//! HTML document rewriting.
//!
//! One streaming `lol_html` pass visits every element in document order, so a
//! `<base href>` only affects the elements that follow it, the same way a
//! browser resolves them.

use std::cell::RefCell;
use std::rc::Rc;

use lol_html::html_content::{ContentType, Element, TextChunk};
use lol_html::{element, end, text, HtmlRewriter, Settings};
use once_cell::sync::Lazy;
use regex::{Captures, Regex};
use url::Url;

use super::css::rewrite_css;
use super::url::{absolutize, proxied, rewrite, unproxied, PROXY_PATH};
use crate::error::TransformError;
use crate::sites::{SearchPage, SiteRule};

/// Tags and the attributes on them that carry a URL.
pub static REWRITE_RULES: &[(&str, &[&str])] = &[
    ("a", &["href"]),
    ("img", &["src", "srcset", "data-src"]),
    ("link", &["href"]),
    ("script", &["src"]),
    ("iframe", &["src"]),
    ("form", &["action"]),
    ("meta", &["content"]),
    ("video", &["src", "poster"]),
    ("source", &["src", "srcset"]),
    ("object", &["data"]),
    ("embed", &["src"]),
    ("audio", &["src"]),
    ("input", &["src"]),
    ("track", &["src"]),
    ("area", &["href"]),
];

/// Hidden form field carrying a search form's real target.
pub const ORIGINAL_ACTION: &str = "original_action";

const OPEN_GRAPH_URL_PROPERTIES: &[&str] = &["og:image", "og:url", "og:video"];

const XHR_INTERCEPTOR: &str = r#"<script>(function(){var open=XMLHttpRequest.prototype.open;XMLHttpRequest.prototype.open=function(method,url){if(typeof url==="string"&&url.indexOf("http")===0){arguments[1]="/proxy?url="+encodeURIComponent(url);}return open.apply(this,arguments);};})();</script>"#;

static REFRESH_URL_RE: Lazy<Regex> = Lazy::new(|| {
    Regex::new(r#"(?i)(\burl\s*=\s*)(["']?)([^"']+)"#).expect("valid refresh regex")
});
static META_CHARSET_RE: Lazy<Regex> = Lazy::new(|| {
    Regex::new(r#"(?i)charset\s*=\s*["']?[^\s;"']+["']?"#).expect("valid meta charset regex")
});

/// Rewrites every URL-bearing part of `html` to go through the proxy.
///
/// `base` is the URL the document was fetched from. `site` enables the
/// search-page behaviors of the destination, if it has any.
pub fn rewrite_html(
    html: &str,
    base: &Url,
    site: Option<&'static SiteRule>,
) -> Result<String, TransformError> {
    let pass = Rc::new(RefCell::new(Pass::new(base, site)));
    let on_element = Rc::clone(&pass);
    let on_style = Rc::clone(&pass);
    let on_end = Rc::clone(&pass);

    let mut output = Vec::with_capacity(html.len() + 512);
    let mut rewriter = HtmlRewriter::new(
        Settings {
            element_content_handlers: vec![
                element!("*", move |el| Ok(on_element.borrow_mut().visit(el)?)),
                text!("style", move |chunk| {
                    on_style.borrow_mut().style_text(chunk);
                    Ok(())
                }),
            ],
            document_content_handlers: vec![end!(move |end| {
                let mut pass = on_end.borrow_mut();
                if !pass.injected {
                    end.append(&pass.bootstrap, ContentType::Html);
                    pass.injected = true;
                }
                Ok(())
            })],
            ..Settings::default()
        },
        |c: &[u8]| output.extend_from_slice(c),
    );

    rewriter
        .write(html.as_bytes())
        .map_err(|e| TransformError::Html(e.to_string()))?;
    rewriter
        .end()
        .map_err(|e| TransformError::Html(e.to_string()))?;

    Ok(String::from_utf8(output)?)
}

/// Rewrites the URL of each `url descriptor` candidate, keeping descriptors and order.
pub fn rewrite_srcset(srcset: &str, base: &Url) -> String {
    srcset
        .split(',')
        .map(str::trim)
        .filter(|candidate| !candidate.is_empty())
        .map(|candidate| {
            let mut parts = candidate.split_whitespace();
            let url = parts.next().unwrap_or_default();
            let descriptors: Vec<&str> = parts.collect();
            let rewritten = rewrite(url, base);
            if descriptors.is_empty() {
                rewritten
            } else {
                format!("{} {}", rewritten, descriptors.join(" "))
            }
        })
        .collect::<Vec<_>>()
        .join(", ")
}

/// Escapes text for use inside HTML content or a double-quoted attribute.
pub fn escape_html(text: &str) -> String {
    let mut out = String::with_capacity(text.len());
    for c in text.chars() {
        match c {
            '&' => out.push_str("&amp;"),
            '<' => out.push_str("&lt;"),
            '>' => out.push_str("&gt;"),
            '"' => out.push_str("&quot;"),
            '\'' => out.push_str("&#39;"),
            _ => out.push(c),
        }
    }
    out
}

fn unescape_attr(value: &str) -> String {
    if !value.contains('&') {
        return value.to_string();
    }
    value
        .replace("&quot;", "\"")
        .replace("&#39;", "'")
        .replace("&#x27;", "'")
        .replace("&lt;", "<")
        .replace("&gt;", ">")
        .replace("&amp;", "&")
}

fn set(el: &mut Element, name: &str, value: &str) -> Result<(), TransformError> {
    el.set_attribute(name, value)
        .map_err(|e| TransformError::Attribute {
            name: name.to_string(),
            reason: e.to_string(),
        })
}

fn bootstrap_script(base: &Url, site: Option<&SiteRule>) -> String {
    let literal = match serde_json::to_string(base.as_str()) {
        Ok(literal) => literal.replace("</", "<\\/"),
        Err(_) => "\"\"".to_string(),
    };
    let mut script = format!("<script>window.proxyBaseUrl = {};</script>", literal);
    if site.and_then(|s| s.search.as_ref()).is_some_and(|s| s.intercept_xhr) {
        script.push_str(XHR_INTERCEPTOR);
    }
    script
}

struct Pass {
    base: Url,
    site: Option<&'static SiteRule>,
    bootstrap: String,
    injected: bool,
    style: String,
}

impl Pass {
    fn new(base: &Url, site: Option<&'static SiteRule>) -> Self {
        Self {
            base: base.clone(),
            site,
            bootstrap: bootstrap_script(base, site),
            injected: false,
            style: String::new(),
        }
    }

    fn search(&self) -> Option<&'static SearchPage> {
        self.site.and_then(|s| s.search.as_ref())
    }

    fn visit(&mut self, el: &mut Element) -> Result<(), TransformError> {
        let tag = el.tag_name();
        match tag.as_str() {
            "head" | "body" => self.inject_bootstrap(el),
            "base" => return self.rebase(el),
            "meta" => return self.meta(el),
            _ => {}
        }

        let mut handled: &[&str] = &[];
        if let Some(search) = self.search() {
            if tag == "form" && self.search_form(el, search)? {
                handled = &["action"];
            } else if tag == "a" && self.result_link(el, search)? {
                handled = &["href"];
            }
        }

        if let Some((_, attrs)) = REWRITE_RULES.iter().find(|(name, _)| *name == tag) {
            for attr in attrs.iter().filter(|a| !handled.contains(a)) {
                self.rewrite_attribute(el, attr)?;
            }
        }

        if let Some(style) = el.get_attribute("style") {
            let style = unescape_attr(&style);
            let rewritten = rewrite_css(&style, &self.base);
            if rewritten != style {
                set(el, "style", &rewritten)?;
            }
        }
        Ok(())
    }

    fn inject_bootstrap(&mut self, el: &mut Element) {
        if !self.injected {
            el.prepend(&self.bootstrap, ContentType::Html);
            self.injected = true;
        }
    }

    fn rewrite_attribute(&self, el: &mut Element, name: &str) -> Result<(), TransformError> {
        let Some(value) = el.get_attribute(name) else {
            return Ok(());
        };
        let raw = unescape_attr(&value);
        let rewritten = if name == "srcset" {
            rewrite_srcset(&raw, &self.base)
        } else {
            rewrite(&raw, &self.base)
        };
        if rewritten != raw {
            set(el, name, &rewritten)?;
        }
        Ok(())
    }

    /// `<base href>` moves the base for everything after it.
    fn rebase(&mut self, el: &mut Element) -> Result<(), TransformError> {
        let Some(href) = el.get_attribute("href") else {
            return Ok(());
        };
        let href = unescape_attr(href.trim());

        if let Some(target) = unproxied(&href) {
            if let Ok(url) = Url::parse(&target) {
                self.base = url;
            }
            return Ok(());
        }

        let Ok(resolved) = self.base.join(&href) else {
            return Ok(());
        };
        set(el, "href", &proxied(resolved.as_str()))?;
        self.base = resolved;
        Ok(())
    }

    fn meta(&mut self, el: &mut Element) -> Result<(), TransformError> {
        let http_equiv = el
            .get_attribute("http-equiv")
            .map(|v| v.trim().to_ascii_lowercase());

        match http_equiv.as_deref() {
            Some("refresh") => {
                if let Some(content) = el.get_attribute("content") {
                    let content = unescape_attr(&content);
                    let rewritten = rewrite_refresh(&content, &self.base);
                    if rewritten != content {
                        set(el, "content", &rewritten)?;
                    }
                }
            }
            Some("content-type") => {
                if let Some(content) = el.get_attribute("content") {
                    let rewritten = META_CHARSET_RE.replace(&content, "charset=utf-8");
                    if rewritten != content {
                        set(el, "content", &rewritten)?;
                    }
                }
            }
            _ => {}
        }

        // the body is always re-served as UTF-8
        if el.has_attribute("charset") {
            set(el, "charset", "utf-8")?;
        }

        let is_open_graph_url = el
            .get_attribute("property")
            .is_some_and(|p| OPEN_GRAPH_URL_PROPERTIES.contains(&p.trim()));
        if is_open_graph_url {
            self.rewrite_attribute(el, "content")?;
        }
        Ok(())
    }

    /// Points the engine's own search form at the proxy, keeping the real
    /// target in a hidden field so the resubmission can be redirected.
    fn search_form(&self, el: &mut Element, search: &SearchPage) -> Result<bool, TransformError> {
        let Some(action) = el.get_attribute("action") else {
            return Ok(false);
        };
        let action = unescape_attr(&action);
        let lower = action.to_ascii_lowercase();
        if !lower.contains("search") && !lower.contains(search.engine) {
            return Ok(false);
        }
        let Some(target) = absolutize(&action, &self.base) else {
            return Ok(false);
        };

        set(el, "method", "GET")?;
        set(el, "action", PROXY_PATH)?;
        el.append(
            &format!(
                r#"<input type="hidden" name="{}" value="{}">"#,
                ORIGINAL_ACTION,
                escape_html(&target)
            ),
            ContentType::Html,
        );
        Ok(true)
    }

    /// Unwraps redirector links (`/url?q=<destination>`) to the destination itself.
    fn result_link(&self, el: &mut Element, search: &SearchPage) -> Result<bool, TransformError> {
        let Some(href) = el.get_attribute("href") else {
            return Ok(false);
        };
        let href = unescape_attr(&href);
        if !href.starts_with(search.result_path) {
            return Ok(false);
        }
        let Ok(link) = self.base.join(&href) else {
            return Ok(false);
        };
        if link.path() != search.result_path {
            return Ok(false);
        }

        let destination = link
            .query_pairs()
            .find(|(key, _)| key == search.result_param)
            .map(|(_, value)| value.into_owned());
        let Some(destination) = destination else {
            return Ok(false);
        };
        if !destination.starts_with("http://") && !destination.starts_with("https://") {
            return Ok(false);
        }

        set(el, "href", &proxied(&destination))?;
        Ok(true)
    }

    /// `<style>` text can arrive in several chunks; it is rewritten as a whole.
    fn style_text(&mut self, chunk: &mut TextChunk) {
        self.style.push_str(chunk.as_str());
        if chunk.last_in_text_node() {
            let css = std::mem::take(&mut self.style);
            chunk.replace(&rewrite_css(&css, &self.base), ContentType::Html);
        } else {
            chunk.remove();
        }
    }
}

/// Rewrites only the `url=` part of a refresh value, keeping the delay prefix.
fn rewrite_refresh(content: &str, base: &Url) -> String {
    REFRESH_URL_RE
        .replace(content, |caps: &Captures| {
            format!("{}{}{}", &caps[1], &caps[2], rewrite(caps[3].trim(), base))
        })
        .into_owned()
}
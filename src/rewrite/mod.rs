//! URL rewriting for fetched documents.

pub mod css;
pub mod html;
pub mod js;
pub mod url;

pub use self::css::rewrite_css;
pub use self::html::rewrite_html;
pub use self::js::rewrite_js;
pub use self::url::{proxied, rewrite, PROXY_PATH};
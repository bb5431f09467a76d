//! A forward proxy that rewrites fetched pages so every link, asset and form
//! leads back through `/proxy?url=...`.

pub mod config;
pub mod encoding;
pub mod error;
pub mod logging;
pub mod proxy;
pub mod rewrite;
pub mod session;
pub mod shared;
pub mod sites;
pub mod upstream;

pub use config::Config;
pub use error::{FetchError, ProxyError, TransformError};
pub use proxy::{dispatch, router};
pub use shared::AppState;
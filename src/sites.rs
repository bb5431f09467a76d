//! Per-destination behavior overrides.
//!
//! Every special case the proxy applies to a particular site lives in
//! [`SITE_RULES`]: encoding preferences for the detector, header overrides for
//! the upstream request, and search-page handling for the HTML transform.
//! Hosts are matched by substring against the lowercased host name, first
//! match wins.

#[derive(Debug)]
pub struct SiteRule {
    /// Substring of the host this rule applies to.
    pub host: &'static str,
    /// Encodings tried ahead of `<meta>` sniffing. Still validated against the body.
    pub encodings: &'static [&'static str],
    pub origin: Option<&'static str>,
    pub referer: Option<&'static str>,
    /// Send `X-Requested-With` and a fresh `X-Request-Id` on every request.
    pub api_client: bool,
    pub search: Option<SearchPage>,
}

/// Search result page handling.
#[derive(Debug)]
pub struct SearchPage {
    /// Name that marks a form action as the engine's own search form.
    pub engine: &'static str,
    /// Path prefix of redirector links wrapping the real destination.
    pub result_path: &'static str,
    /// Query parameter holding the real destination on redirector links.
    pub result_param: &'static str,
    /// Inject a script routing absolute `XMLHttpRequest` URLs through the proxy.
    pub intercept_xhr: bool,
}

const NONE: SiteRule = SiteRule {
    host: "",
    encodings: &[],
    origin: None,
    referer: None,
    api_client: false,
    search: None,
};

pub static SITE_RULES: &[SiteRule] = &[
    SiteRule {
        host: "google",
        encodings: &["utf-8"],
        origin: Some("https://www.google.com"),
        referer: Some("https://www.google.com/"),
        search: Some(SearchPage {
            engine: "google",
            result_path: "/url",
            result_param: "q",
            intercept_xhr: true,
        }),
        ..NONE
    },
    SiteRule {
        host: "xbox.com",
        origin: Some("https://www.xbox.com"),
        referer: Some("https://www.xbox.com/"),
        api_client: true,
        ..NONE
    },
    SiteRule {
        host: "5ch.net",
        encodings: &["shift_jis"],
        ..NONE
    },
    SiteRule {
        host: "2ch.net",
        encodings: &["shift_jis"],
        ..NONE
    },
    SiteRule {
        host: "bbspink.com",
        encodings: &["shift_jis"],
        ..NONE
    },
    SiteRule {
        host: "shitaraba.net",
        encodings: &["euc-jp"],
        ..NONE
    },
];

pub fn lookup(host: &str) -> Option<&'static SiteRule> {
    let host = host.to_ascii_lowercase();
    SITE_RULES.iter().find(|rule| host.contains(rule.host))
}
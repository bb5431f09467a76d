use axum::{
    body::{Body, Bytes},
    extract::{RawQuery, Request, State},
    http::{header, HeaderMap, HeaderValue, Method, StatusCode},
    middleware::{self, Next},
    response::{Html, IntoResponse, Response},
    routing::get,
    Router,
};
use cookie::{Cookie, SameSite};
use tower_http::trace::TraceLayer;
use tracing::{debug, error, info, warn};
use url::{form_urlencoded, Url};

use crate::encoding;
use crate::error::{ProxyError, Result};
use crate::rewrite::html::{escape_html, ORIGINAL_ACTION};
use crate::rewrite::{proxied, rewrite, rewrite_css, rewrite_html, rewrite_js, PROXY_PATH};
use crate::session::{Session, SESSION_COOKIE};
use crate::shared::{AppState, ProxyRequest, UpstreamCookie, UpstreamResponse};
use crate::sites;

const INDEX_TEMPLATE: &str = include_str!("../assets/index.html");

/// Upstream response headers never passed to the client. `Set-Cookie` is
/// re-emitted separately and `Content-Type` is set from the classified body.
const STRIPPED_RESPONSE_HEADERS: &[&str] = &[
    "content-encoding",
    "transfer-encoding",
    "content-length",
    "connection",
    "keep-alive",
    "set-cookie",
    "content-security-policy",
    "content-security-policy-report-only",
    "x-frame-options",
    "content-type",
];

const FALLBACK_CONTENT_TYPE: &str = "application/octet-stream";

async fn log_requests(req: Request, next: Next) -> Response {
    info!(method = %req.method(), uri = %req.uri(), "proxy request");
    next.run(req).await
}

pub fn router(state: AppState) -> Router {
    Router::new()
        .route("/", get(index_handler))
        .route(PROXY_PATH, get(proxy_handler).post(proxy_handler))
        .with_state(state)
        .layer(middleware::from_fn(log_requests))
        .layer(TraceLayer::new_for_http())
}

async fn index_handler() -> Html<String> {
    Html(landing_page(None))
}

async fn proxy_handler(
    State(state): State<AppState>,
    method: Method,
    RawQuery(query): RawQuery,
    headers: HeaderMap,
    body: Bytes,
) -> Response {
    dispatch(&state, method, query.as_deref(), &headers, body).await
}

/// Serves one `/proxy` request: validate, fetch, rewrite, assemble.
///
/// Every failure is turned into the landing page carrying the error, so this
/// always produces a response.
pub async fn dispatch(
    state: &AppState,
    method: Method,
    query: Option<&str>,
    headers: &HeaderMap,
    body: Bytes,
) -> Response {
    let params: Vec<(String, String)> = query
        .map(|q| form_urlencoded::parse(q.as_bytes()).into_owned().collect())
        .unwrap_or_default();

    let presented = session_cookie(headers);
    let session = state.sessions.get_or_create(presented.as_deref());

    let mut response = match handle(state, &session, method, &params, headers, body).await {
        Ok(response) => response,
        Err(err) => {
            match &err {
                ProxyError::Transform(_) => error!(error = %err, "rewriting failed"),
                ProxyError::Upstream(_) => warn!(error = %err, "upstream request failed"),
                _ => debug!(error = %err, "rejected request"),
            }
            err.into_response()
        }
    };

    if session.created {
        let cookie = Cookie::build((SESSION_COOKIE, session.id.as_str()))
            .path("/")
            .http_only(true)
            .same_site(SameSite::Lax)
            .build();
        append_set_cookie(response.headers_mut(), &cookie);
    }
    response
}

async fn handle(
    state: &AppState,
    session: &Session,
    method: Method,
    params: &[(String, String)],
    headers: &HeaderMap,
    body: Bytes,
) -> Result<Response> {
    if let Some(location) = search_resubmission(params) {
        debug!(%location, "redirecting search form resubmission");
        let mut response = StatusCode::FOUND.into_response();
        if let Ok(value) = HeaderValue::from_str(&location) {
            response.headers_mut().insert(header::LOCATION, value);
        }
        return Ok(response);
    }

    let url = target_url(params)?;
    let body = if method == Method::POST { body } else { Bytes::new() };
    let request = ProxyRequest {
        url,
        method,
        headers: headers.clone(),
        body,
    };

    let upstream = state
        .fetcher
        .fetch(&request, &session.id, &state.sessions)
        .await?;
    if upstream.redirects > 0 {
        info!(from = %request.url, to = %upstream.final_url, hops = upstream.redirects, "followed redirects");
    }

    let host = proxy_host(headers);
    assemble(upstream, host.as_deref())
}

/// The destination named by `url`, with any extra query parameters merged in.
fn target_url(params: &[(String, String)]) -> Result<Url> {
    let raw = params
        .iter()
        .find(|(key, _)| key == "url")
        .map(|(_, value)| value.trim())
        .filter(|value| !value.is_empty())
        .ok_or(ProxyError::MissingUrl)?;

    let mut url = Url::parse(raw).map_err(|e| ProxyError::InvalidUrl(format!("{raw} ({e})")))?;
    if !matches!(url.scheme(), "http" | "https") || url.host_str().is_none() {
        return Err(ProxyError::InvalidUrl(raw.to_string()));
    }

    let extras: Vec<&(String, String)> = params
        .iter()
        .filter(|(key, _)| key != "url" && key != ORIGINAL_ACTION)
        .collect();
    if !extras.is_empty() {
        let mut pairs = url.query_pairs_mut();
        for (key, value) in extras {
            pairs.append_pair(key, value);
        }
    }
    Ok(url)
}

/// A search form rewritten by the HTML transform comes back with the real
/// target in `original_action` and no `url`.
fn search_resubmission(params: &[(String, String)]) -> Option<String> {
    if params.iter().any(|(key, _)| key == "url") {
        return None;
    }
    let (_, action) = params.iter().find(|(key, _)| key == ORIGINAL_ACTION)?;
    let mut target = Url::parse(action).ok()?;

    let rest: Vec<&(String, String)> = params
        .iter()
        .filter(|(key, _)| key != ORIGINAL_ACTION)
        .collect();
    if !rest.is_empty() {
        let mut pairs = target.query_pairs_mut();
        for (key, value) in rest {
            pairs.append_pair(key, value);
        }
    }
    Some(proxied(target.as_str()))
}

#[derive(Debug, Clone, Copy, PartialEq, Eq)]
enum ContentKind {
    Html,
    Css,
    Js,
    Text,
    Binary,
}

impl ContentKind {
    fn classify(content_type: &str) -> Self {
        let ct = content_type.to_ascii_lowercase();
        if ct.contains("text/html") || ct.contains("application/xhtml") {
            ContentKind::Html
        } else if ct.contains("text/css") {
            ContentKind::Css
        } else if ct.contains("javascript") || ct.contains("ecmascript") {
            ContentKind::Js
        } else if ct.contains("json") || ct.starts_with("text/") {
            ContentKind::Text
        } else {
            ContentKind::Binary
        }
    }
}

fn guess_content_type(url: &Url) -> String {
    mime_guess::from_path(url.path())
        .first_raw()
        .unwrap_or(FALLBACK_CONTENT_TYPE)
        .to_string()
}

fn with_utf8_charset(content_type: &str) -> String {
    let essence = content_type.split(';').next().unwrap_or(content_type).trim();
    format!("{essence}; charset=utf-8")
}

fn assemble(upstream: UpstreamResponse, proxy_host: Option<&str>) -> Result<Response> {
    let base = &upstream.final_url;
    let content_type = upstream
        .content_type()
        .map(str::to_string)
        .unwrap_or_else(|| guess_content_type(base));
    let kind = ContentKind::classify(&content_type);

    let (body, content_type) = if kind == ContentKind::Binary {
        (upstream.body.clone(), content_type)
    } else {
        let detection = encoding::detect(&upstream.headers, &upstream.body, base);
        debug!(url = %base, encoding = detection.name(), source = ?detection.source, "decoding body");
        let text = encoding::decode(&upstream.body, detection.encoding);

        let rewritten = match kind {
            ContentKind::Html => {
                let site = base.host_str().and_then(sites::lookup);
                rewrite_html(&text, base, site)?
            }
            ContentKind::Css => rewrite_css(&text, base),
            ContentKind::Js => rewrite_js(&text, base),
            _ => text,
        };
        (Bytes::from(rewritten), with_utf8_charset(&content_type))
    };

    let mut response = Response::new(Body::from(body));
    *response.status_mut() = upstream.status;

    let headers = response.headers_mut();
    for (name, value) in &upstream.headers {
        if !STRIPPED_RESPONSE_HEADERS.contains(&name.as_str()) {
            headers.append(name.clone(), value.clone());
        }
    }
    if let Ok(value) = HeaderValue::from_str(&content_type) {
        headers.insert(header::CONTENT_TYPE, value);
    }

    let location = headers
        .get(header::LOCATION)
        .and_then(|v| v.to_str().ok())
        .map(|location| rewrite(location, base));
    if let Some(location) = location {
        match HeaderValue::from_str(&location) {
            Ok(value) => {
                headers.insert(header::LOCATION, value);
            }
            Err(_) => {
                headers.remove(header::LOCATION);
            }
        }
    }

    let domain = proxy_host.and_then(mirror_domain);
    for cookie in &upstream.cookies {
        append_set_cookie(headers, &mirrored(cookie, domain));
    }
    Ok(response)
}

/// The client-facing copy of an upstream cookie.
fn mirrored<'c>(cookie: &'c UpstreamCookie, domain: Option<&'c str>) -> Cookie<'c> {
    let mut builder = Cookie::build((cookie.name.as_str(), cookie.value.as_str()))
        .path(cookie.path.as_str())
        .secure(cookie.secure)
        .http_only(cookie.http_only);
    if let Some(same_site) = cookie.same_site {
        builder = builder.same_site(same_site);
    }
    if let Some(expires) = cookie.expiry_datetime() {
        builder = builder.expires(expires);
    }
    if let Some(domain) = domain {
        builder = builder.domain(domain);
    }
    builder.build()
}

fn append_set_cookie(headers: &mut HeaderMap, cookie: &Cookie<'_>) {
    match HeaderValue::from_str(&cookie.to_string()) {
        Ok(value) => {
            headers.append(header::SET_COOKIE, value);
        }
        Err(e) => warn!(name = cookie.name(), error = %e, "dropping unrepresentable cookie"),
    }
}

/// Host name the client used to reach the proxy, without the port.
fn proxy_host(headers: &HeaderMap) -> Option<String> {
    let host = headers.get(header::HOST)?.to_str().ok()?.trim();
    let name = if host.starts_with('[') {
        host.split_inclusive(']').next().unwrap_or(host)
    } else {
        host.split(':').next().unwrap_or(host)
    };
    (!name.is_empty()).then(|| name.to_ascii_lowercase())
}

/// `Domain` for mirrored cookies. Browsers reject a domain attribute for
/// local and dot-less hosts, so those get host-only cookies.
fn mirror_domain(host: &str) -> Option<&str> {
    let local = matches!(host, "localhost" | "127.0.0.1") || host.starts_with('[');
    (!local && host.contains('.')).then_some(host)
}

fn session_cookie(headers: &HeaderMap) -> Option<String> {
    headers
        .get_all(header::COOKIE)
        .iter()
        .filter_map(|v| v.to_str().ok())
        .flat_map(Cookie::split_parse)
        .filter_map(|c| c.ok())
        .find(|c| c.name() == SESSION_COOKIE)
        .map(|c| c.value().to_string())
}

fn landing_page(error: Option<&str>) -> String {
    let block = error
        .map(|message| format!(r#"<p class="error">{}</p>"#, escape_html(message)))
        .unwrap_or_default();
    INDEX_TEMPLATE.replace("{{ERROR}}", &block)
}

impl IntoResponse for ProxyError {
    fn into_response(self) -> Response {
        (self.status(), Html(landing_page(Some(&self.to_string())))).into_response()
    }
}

========================================

■ **Exercise aim**: Only lines with the word "failed" are needed. Copy them from the preceding records.

■ **Solution for this exercise**:
                ProxyError::Transform(_) => error!(error = %err, "rewriting failed"),
                ProxyError::Upstream(_) => warn!(error = %err, "upstream request failed"),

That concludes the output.